◆ The data:
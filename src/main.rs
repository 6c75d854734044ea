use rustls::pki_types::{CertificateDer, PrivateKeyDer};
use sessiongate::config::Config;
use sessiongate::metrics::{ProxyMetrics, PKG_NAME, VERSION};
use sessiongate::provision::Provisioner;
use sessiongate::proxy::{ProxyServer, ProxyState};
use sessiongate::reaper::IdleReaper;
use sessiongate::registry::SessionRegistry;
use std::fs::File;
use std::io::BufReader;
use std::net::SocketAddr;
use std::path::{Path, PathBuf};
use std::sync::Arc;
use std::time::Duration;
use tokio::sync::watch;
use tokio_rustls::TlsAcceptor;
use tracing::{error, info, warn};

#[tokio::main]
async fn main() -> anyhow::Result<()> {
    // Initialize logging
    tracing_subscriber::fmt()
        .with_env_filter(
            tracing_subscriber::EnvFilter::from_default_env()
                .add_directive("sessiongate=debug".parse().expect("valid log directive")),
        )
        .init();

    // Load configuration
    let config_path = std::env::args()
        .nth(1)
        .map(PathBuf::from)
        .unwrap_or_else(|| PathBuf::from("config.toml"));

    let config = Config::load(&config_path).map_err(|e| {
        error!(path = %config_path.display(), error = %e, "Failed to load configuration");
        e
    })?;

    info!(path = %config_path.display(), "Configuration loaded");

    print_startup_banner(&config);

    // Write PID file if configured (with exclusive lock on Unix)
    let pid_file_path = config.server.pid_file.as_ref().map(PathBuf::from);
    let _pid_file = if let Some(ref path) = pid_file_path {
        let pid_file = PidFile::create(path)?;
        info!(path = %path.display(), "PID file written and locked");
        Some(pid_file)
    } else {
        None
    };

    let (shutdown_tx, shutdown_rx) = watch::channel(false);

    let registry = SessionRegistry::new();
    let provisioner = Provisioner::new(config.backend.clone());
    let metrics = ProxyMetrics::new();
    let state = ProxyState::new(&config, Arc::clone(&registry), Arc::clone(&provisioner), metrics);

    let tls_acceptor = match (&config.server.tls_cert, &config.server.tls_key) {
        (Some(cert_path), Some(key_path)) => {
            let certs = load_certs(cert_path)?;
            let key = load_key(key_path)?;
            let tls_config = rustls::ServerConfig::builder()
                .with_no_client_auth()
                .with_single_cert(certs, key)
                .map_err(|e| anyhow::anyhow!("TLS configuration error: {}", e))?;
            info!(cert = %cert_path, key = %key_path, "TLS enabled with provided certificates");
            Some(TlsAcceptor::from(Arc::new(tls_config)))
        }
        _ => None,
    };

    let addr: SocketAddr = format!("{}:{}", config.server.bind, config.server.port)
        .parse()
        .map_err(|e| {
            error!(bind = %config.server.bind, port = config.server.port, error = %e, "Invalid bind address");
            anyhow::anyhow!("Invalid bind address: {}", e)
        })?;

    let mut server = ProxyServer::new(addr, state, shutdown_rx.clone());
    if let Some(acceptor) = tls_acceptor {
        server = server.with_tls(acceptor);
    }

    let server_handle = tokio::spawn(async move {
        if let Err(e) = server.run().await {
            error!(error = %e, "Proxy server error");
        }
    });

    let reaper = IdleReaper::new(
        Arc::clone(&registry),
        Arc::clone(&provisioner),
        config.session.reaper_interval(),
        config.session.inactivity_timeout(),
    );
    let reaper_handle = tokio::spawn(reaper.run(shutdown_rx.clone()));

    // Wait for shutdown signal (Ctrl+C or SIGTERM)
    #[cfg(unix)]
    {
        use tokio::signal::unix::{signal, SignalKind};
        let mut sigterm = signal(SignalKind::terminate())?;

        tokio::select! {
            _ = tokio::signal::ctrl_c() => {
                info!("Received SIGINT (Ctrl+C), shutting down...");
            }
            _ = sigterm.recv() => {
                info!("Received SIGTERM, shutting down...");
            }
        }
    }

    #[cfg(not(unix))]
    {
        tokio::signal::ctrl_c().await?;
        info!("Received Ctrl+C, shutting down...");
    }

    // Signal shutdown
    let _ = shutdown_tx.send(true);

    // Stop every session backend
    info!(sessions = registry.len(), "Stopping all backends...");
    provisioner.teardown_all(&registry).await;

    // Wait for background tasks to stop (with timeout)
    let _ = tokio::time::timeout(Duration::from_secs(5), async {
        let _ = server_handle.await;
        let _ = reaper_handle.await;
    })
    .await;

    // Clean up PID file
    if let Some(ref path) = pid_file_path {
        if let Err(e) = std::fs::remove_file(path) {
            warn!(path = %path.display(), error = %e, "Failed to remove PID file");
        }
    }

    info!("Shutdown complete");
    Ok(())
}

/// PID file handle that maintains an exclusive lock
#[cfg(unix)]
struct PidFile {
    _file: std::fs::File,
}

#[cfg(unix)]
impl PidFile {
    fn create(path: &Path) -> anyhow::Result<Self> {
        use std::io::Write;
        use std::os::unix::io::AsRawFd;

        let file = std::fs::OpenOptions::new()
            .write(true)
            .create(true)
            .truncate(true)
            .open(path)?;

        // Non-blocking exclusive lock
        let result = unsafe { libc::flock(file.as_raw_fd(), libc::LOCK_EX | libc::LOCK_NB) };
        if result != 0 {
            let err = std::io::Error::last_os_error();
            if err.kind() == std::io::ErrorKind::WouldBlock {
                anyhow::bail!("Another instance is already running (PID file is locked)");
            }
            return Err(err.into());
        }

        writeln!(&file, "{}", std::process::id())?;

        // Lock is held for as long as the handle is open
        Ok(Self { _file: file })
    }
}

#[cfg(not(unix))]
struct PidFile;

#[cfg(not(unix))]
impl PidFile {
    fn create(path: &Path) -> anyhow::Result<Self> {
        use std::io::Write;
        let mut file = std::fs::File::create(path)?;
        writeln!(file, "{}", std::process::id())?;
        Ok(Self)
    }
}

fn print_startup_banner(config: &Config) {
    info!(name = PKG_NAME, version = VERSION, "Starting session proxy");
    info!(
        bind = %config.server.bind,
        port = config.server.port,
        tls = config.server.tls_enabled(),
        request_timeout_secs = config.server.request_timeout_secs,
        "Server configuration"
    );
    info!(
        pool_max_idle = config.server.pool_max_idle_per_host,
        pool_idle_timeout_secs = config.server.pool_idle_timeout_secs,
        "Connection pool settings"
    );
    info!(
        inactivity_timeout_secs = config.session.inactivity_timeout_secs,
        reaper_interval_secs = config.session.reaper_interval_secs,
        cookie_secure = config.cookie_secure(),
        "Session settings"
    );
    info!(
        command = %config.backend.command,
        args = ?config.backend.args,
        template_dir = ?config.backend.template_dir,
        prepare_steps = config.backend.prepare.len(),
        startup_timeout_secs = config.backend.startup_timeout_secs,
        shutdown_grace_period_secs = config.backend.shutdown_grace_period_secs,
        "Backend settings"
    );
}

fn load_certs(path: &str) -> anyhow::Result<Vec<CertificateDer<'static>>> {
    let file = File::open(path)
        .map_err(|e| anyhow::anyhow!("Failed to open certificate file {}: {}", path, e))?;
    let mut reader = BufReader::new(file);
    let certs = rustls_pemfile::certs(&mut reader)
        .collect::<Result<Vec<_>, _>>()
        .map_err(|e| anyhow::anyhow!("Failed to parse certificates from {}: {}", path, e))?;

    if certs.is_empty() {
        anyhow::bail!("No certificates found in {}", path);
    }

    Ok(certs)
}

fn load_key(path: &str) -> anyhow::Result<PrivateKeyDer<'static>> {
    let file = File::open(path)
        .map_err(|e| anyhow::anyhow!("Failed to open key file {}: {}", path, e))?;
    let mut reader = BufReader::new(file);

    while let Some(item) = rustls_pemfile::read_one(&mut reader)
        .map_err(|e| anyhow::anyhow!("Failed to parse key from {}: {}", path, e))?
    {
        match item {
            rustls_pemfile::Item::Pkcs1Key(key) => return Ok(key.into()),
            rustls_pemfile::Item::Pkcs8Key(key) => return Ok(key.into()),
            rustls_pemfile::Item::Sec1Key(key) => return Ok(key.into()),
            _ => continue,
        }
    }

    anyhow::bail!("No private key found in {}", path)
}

--

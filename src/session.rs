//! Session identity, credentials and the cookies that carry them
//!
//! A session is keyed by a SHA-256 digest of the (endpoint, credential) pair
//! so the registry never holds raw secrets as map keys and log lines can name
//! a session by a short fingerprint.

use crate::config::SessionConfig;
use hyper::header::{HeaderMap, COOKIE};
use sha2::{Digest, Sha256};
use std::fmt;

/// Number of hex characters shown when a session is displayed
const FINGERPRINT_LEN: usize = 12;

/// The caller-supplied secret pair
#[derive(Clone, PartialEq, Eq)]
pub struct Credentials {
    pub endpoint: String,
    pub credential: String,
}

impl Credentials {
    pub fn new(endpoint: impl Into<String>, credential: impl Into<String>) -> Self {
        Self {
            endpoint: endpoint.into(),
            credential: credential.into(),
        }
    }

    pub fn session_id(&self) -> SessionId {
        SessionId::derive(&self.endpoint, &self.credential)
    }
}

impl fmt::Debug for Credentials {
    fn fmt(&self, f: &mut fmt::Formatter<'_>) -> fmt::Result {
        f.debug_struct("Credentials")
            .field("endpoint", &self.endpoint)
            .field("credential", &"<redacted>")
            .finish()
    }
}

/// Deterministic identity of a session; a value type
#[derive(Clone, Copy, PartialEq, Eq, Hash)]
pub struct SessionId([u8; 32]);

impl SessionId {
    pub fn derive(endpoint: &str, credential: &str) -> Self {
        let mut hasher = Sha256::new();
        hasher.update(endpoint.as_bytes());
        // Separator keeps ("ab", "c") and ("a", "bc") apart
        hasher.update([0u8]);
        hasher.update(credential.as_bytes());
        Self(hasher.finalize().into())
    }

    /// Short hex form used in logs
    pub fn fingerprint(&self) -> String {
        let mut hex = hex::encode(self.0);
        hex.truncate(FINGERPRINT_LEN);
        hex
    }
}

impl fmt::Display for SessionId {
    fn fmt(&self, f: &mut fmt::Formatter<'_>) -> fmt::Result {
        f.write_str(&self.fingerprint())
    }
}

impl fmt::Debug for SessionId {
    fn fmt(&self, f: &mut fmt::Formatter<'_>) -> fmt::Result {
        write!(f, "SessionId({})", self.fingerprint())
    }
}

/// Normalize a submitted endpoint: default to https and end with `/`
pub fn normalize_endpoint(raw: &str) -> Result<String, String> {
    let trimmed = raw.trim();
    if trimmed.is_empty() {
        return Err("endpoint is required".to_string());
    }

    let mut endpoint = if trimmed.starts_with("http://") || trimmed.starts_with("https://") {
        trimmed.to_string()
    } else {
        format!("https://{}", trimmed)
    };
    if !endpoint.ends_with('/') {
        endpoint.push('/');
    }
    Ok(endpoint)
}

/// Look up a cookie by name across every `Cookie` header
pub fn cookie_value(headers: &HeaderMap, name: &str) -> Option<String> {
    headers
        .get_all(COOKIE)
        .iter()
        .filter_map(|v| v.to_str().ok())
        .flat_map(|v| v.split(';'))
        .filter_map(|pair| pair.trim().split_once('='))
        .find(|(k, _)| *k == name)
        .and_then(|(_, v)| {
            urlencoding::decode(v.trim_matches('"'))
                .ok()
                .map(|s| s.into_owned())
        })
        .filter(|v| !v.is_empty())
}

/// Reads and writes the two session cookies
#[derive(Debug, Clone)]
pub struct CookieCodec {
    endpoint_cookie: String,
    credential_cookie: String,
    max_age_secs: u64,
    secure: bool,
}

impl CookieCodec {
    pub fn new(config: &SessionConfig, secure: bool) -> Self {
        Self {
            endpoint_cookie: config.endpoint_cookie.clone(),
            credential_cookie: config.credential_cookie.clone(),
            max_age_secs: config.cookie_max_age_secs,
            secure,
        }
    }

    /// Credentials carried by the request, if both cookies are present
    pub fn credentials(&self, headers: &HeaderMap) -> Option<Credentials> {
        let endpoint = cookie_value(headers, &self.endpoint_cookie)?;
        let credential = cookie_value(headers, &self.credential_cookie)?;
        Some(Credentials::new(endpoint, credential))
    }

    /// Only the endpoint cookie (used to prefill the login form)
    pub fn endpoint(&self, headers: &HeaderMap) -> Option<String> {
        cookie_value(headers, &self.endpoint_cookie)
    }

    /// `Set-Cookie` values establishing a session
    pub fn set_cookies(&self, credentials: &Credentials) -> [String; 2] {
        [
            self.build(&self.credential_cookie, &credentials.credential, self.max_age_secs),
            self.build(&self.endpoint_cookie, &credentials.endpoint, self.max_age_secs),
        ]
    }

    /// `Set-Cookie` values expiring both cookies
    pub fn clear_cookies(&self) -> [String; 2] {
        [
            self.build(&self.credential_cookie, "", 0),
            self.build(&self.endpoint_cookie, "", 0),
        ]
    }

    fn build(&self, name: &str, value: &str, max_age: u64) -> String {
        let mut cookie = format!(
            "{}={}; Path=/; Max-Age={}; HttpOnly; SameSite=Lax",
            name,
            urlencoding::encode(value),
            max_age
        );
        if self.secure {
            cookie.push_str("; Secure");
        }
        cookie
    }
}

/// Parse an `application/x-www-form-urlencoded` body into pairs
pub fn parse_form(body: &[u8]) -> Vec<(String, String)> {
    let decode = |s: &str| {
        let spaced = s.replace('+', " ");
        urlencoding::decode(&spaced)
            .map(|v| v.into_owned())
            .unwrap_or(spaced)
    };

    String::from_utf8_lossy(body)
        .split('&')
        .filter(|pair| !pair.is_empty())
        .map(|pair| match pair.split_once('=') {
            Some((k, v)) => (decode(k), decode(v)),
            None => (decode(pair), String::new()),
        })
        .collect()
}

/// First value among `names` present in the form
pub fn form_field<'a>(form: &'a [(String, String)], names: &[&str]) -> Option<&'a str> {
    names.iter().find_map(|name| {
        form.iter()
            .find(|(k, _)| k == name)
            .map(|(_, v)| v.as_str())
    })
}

---

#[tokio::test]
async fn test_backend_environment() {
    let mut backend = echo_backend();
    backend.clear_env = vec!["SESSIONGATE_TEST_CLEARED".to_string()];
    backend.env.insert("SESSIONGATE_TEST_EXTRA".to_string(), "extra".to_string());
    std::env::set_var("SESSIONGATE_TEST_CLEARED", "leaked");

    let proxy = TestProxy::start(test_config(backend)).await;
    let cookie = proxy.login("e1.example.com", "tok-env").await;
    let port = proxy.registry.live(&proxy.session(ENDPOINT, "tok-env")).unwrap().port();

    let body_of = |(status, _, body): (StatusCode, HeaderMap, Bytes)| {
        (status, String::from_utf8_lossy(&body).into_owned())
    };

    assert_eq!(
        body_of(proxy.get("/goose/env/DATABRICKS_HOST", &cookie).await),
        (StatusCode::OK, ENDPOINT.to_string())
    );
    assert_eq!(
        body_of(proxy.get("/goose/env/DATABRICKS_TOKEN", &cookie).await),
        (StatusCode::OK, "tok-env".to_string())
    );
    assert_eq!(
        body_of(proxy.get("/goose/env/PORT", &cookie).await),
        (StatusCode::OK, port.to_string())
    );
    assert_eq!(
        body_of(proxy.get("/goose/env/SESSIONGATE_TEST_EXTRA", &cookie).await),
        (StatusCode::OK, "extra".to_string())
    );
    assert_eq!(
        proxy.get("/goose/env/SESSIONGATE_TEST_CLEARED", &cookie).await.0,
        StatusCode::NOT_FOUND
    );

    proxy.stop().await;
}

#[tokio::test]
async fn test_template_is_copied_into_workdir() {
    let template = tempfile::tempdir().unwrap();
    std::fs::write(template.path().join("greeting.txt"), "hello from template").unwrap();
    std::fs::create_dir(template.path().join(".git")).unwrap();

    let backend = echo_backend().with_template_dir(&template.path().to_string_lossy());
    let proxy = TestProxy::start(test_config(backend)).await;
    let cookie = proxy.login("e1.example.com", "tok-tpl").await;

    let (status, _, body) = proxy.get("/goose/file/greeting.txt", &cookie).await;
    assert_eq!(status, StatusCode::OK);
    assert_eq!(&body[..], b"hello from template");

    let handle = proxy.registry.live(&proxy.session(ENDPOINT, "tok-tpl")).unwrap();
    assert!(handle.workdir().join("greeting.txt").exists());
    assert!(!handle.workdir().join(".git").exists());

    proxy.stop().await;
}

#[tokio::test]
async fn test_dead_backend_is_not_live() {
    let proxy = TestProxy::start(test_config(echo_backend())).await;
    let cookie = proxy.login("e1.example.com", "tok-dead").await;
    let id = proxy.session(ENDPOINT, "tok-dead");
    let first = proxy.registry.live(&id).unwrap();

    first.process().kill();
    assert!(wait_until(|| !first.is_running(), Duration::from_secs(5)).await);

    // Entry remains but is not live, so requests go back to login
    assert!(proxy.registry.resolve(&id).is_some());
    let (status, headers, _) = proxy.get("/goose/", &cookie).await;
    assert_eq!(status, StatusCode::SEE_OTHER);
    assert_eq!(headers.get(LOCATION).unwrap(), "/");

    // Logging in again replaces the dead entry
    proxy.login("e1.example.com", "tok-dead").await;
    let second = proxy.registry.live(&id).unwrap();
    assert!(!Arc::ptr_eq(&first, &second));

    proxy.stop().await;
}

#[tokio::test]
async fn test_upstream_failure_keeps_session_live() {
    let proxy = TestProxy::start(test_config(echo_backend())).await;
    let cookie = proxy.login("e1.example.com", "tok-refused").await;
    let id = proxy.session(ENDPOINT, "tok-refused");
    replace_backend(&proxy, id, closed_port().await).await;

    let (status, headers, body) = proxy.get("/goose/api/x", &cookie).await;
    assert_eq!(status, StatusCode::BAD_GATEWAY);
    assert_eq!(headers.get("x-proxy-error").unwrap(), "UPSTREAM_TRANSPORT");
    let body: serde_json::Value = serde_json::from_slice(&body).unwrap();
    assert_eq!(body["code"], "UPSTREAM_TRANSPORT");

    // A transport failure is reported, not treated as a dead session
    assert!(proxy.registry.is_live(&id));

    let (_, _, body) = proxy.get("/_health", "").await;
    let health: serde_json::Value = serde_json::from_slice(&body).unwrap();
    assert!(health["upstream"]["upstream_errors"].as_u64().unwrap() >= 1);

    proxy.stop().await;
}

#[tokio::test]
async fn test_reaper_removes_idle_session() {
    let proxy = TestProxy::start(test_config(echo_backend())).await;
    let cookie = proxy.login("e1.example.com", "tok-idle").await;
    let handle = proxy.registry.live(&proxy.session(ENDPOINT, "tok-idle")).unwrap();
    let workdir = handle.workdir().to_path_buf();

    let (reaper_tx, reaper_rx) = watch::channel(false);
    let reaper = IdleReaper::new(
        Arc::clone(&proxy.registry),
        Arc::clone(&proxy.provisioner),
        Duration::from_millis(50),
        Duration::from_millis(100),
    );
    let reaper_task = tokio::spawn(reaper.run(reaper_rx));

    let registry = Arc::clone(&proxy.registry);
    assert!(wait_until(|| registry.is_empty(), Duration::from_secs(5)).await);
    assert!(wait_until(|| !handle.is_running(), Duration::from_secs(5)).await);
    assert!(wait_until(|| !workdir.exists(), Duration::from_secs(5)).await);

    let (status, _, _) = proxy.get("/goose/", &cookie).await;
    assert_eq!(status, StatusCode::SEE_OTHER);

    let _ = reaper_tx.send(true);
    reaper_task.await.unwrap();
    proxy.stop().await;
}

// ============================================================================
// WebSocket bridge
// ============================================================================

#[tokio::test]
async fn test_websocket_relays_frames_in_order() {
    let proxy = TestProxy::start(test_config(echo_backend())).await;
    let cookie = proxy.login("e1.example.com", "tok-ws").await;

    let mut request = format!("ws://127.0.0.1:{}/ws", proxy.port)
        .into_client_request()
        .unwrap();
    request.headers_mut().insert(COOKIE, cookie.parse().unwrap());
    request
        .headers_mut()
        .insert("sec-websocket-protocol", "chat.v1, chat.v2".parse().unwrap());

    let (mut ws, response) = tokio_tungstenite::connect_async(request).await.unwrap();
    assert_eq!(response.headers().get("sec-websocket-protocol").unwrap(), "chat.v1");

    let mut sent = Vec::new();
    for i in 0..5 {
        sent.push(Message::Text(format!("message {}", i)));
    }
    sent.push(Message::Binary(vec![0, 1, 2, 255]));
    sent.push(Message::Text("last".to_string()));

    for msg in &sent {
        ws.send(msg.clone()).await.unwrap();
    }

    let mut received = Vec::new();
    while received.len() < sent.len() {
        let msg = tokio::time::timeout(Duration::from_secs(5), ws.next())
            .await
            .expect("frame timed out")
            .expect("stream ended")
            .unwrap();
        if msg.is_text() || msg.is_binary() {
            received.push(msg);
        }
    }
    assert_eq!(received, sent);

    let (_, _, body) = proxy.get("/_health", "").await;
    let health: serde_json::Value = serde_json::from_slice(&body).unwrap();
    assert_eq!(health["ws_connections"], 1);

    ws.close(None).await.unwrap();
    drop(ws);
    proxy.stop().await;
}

◆ Requirement: Transcribe the records above from the line holding "hex.truncate(FINGERPRINT_LEN);" down to the line holding "let mut endpoint", inclusive, without adding anything.

◆ The answer:
        hex.truncate(FINGERPRINT_LEN);
        hex
    }
}

impl fmt::Display for SessionId {
    fn fmt(&self, f: &mut fmt::Formatter<'_>) -> fmt::Result {
        f.write_str(&self.fingerprint())
    }
}

impl fmt::Debug for SessionId {
    fn fmt(&self, f: &mut fmt::Formatter<'_>) -> fmt::Result {
        write!(f, "SessionId({})", self.fingerprint())
    }
}

/// Normalize a submitted endpoint: default to https and end with `/`
pub fn normalize_endpoint(raw: &str) -> Result<String, String> {
    let trimmed = raw.trim();
    if trimmed.is_empty() {
        return Err("endpoint is required".to_string());
    }

    let mut endpoint = if trimmed.starts_with("http://") || trimmed.starts_with("https://") {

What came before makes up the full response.